Wollongong business owner Jamie Adams said the cost of insurance for his Swan Street business, Impact Garage Doors, is prohibitive.
"To get flood insurance, we got an estimate that it was 20-odd-thousand [dollars]," he said.
The business's warehouse on Swan Street in Wollongong was flooded when waters were over a metre above ground level in March last year.
"I'm not even sure they would cover us because of the flood zone," Mr Adams said.
Opting to access disaster relief grant funds instead, Mr Adams's business was able to recoup about $15,000-$20,000 but he estimates he was still out of pocket by up to $30,000, without factoring in hours lost cleaning.
As the impact of climate change is felt at the local level, those most at risk are bearing the brunt, Georgina Woods, head of impact at the Climate Risk Group said.
"The risks of climate change are concentrated in certain places, and it underscores the need to have a nationwide and statewide framework for adaptation planning," she said.

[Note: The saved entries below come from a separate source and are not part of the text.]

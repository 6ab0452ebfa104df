//! ToolResult - 도구 실행 결과
//!
//! 외부 형식:
//! - 성공: `{ "success": true, "output": { ... } }`
//! - 실패: `{ "success": false, "error": { "error_code", "message", "details"? } }`

use serde::ser::{Serialize, Serializer};
use serde_json::{Map, Value};
use toolgate_foundation::{Error, ErrorKind};

/// 도구 실행 결과
///
/// `Failure`는 절대로 부분 출력을 담지 않는다.
#[derive(Debug, Clone, PartialEq)]
pub enum ToolResult {
    Success {
        output: Map<String, Value>,
    },
    Failure {
        error_kind: ErrorKind,
        message: String,
        details: Option<Map<String, Value>>,
    },
}

impl ToolResult {
    /// 성공 결과 (객체가 아니면 `{"result": value}`로 감쌈)
    pub fn success(output: Value) -> Self {
        let output = match output {
            Value::Object(map) => map,
            other => {
                let mut map = Map::new();
                map.insert("result".to_string(), other);
                map
            }
        };
        ToolResult::Success { output }
    }

    /// 실패 결과
    pub fn failure(kind: ErrorKind, message: impl Into<String>) -> Self {
        ToolResult::Failure {
            error_kind: kind,
            message: message.into(),
            details: None,
        }
    }

    /// 실패 상세 추가 (성공 결과에는 영향 없음)
    pub fn with_details(self, details: Value) -> Self {
        match self {
            ToolResult::Failure {
                error_kind,
                message,
                ..
            } => ToolResult::Failure {
                error_kind,
                message,
                details: details.as_object().cloned(),
            },
            success => success,
        }
    }

    pub fn is_success(&self) -> bool {
        matches!(self, ToolResult::Success { .. })
    }

    pub fn output(&self) -> Option<&Map<String, Value>> {
        match self {
            ToolResult::Success { output } => Some(output),
            ToolResult::Failure { .. } => None,
        }
    }

    pub fn error_kind(&self) -> Option<ErrorKind> {
        match self {
            ToolResult::Success { .. } => None,
            ToolResult::Failure { error_kind, .. } => Some(*error_kind),
        }
    }

    pub fn message(&self) -> Option<&str> {
        match self {
            ToolResult::Success { .. } => None,
            ToolResult::Failure { message, .. } => Some(message),
        }
    }

    pub fn details(&self) -> Option<&Map<String, Value>> {
        match self {
            ToolResult::Failure { details, .. } => details.as_ref(),
            ToolResult::Success { .. } => None,
        }
    }

    /// 외부 형식 JSON
    pub fn to_value(&self) -> Value {
        match self {
            ToolResult::Success { output } => serde_json::json!({
                "success": true,
                "output": output,
            }),
            ToolResult::Failure {
                error_kind,
                message,
                details,
            } => {
                let mut error = Map::new();
                error.insert("error_code".into(), Value::from(error_kind.as_str()));
                error.insert("message".into(), Value::from(message.as_str()));
                if let Some(details) = details {
                    error.insert("details".into(), Value::Object(details.clone()));
                }
                serde_json::json!({
                    "success": false,
                    "error": error,
                })
            }
        }
    }
}

impl From<Error> for ToolResult {
    fn from(err: Error) -> Self {
        ToolResult::failure(err.kind(), err.to_string())
    }
}

impl Serialize for ToolResult {
    fn serialize<S: Serializer>(&self, serializer: S) -> Result<S::Ok, S::Error> {
        self.to_value().serialize(serializer)
    }
}

#[cfg(test)]
mod tests {
    use super::*;
    use serde_json::json;

    #[test]
    fn test_success_shape() {
        let result = ToolResult::success(json!({ "path": "a.txt" }));
        assert_eq!(
            serde_json::to_value(&result).unwrap(),
            json!({ "success": true, "output": { "path": "a.txt" } })
        );
    }

    #[test]
    fn test_failure_shape() {
        let result = ToolResult::failure(ErrorKind::Timeout, "too slow")
            .with_details(json!({ "cancelled": false }));
        assert_eq!(
            result.to_value(),
            json!({
                "success": false,
                "error": {
                    "error_code": "TIMEOUT",
                    "message": "too slow",
                    "details": { "cancelled": false }
                }
            })
        );
        assert!(result.output().is_none());
    }

    #[test]
    fn test_from_error() {
        let result: ToolResult = Error::NotFound("x".into()).into();
        assert_eq!(result.error_kind(), Some(ErrorKind::NotFound));
        assert!(result.details().is_none());
    }

    #[test]
    fn test_non_object_output_is_wrapped() {
        let result = ToolResult::success(json!(42));
        assert_eq!(result.output().unwrap()["result"], 42);
    }
}
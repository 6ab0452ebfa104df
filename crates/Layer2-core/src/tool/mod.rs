//! Tool System - 도구 정의, 검증, 등록
//!
//! ## 아키텍처
//!
//! ```text
//! ┌─────────────────────────────────────────────────────────────┐
//! │  ToolRegistry                                                │
//! │  ├── register(tool) - 도구 등록                              │
//! │  ├── get(name) - 도구 조회                                   │
//! │  └── schemas() - JSON Schema 목록                            │
//! ├─────────────────────────────────────────────────────────────┤
//! │  ToolSchema / ToolArgs                                       │
//! │  └── validate(args) - 필수/타입/알 수 없는 필드 검사          │
//! ├─────────────────────────────────────────────────────────────┤
//! │  ToolContext                                                 │
//! │  ├── PathGuard - 경로 검증 (security)                        │
//! │  ├── VersionStore - 스냅샷                                   │
//! │  └── CancellationToken - 호출자 취소                          │
//! ├─────────────────────────────────────────────────────────────┤
//! │  Builtin Tools (Tool trait 구현)                             │
//! │  ├── FileRead / FileWrite / FileDelete / ListDirectory       │
//! │  ├── ExecuteCommand                                          │
//! │  └── HttpRequest                                             │
//! └─────────────────────────────────────────────────────────────┘
//! ```

mod args;
pub mod builtin;
mod context;
mod registry;
mod result;
pub mod security;
mod traits;

// Re-exports: core types
pub use args::{ArgKind, ParamSpec, ToolArgs, ToolSchema, ToolSchemaBuilder};
pub use context::ToolContext;
pub use result::ToolResult;
pub use traits::Tool;

// Re-exports: Tools
pub use builtin::{all_tools, DeleteTool, ExecTool, HttpTool, ListTool, ReadTool, WriteTool};

// Re-exports: Registry
pub use registry::{ToolInfo, ToolRegistry};

// Re-exports: Security
pub use security::{PathGuard, PathIntent, PathViolation};
#[cfg(all(test, unix))]
mod tests {
    use super::*;
    use serde_json::{Map, Value};
    use tempfile::TempDir;
    use toolgate_foundation::GatewayConfig;

    fn args(tool: &ExecTool, v: Value) -> ToolArgs {
        let map: Map<String, Value> = v.as_object().cloned().unwrap();
        tool.schema().validate(map).unwrap()
    }

    #[tokio::test]
    async fn test_echo() {
        let dir = TempDir::new().unwrap();
        let ctx = ToolContext::for_test(dir.path(), GatewayConfig::default());
        let tool = ExecTool::default();

        let result = tool
            .execute(args(&tool, json!({ "cmd": "echo 'hello world'" })), &ctx)
            .await
            .unwrap();
        let output = result.output().unwrap();
        assert_eq!(output["stdout"], "hello world\n");
        assert_eq!(output["exit_code"], 0);
        assert_eq!(output["truncated"], false);
    }

    #[tokio::test]
    async fn test_nonzero_exit_is_success() {
        let dir = TempDir::new().unwrap();
        let ctx = ToolContext::for_test(dir.path(), GatewayConfig::default());
        let tool = ExecTool::default();

        let result = tool
            .execute(args(&tool, json!({ "cmd": "sh -c 'echo oops >&2; exit 3'" })), &ctx)
            .await
            .unwrap();
        let output = result.output().unwrap();
        assert_eq!(output["exit_code"], 3);
        assert_eq!(output["stderr"], "oops\n");
    }

    #[tokio::test]
    async fn test_env_and_cwd() {
        let dir = TempDir::new().unwrap();
        let ctx = ToolContext::for_test(dir.path(), GatewayConfig::default());
        std::fs::create_dir(ctx.paths.working_dir().join("sub")).unwrap();
        let tool = ExecTool::default();

        let result = tool
            .execute(
                args(
                    &tool,
                    json!({ "cmd": "sh -c 'echo $GREETING; pwd'", "cwd": "sub", "env": { "GREETING": "hi" } }),
                ),
                &ctx,
            )
            .await
            .unwrap();
        let stdout = result.output().unwrap()["stdout"].as_str().unwrap().to_string();
        assert!(stdout.starts_with("hi\n"));
        assert!(stdout.trim_end().ends_with("sub"));
    }

    #[tokio::test]
    async fn test_output_truncated() {
        let dir = TempDir::new().unwrap();
        let mut config = GatewayConfig::default();
        config.command.max_output_bytes = 10;
        let ctx = ToolContext::for_test(dir.path(), config);
        let tool = ExecTool::default();

        let result = tool
            .execute(args(&tool, json!({ "cmd": "echo 0123456789abcdef" })), &ctx)
            .await
            .unwrap();
        let output = result.output().unwrap();
        assert_eq!(output["stdout"], "0123456789");
        assert_eq!(output["truncated"], true);
    }

    #[tokio::test]
    async fn test_rejections() {
        let dir = TempDir::new().unwrap();
        let ctx = ToolContext::for_test(dir.path(), GatewayConfig::default());
        let tool = ExecTool::default();

        for cmd in ["   ", "echo 'unterminated", "shutdown -h now"] {
            let result = tool.execute(args(&tool, json!({ "cmd": cmd })), &ctx).await.unwrap();
            assert_eq!(result.error_kind(), Some(ErrorKind::InvalidInput), "{}", cmd);
        }

        let err = tool
            .execute(args(&tool, json!({ "cmd": "true", "timeout": 0 })), &ctx)
            .await
            .unwrap_err();
        assert_eq!(err.kind(), ErrorKind::InvalidInput);
    }

    #[tokio::test]
    async fn test_missing_program() {
        let dir = TempDir::new().unwrap();
        let ctx = ToolContext::for_test(dir.path(), GatewayConfig::default());
        let tool = ExecTool::default();

        let result = tool
            .execute(args(&tool, json!({ "cmd": "definitely-not-a-real-program-xyz" })), &ctx)
            .await
            .unwrap();
        assert_eq!(result.error_kind(), Some(ErrorKind::ExecutionError));
    }

    #[tokio::test]
    async fn test_timeout_kills_child() {
        let dir = TempDir::new().unwrap();
        let ctx = ToolContext::for_test(dir.path(), GatewayConfig::default());
        let tool = ExecTool::default();

        let started = Instant::now();
        let result = tool
            .execute(args(&tool, json!({ "cmd": "sleep 5", "timeout": 1 })), &ctx)
            .await
            .unwrap();
        assert!(started.elapsed() <= Duration::from_millis(1500));
        assert_eq!(result.error_kind(), Some(ErrorKind::Timeout));
        assert_eq!(result.details().unwrap()["cancelled"], false);
    }

    #[tokio::test]
    async fn test_timeout_kills_grandchildren() {
        let dir = TempDir::new().unwrap();
        let ctx = ToolContext::for_test(dir.path(), GatewayConfig::default());
        let marker = ctx.paths.working_dir().join("survived");
        let tool = ExecTool::default();

        let result = tool
            .execute(
                args(&tool, json!({ "cmd": "sh -c '(sleep 2; touch survived) & wait'", "timeout": 1 })),
                &ctx,
            )
            .await
            .unwrap();
        assert_eq!(result.error_kind(), Some(ErrorKind::Timeout));

        tokio::time::sleep(Duration::from_millis(2500)).await;
        assert!(!marker.exists(), "background subshell outlived the timeout");
    }

    #[tokio::test]
    async fn test_cancel_kills_grandchildren() {
        let dir = TempDir::new().unwrap();
        let ctx = ToolContext::for_test(dir.path(), GatewayConfig::default());
        let marker = ctx.paths.working_dir().join("survived");
        let cancel = ctx.cancel.clone();
        let tool = ExecTool::default();

        tokio::spawn(async move {
            tokio::time::sleep(Duration::from_millis(200)).await;
            cancel.cancel();
        });
        let result = tool
            .execute(args(&tool, json!({ "cmd": "sh -c '(sleep 1; touch survived) & wait'" })), &ctx)
            .await
            .unwrap();
        assert_eq!(result.details().unwrap()["cancelled"], true);

        tokio::time::sleep(Duration::from_millis(1500)).await;
        assert!(!marker.exists(), "background subshell outlived the cancel");
    }

    #[tokio::test]
    async fn test_cancel() {
        let dir = TempDir::new().unwrap();
        let ctx = ToolContext::for_test(dir.path(), GatewayConfig::default());
        let cancel = ctx.cancel.clone();
        let tool = ExecTool::default();

        tokio::spawn(async move {
            tokio::time::sleep(Duration::from_millis(100)).await;
            cancel.cancel();
        });
        let result = tool
            .execute(args(&tool, json!({ "cmd": "sleep 5" })), &ctx)
            .await
            .unwrap();
        assert_eq!(result.error_kind(), Some(ErrorKind::Timeout));
        assert_eq!(result.details().unwrap()["cancelled"], true);
    }
}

Last year, Climate Risk Group along with the Climate Council published a map of the areas of Australia most at risk as climate change increases severe weather events and sea levels rise. Low lying areas of Windang and Lake Illawarra were most at risk in the Illawarra, due to their susceptibility to coastal inundation, while areas towards the escarpment such as Marshall Mount and Tongarra were in the red due to increased risk of bushfires.
Riverine flooding such as that experienced by Mr Fletcher in 2011 was most likely to impact Barrack Point.
While Wollongong and Albion Park Rail did not rate in the suburbs most at risk, the postcode-wide data did not account for individual properties that would likely go under, Ms Woods said.
"That doesn't mean that there's nobody whose home is at high or moderate risk," she said.
"It really ought not to be individual home-owners who have to carry the financial burden of systemic social failure to deal with the causes of climate change and now our responses to it."
Unlike the vast majority of developed nations, Australia lacks a national climate change adaptation plan and the national climate resilience and adaptation strategy removed emissions reductions and the National Recovery and Resilience Agency strategic direction avoided any mention of climate change.
"We can't expect the past to be a guide to the future any longer," Ms Woods said.
"You need to take account of the future projections of climate change and how much more intense these hazards are going to become."
After the catastrophic floods hit Lismore last year, the government has begun buying back flood-affected homes and a similar scheme has been proposed for Western Sydney, however at the same time thousands of homes are proposed to be built below the probable maximum flood level near the Hawkesbury-Nepean.
The insurance industry is calling on the government to consider heightened risks as part of the planning process.
"We want state governments to amend land use planning arrangements to include a mandatory requirement for planning approvals to consider property and community resilience to extreme weather, and to improve building codes so future homes are made more resilient," the Insurance Council spokesperson said.
A Shellharbour City Council spokesperson said a 2019 national update to rainfall models would be used in updated floodplain strategies for the Macquarie Rivulet, Horsley Creek and Elliott Lake/Little Lake.
"There have been no recent changes to Council held flood information for the Shellharbour local government area," the spokesperson said.
Having lived in Albion Park Rail all his life, as homes spread across the hills and valleys of Tullimbar and Calderwood, and densities increase in his suburb, Mr Fletcher said flooding events were becoming more severe with less water absorbed by the land.
"Now I'm paying the price," he said. "It's disappointing, but there's nothing you can do about it."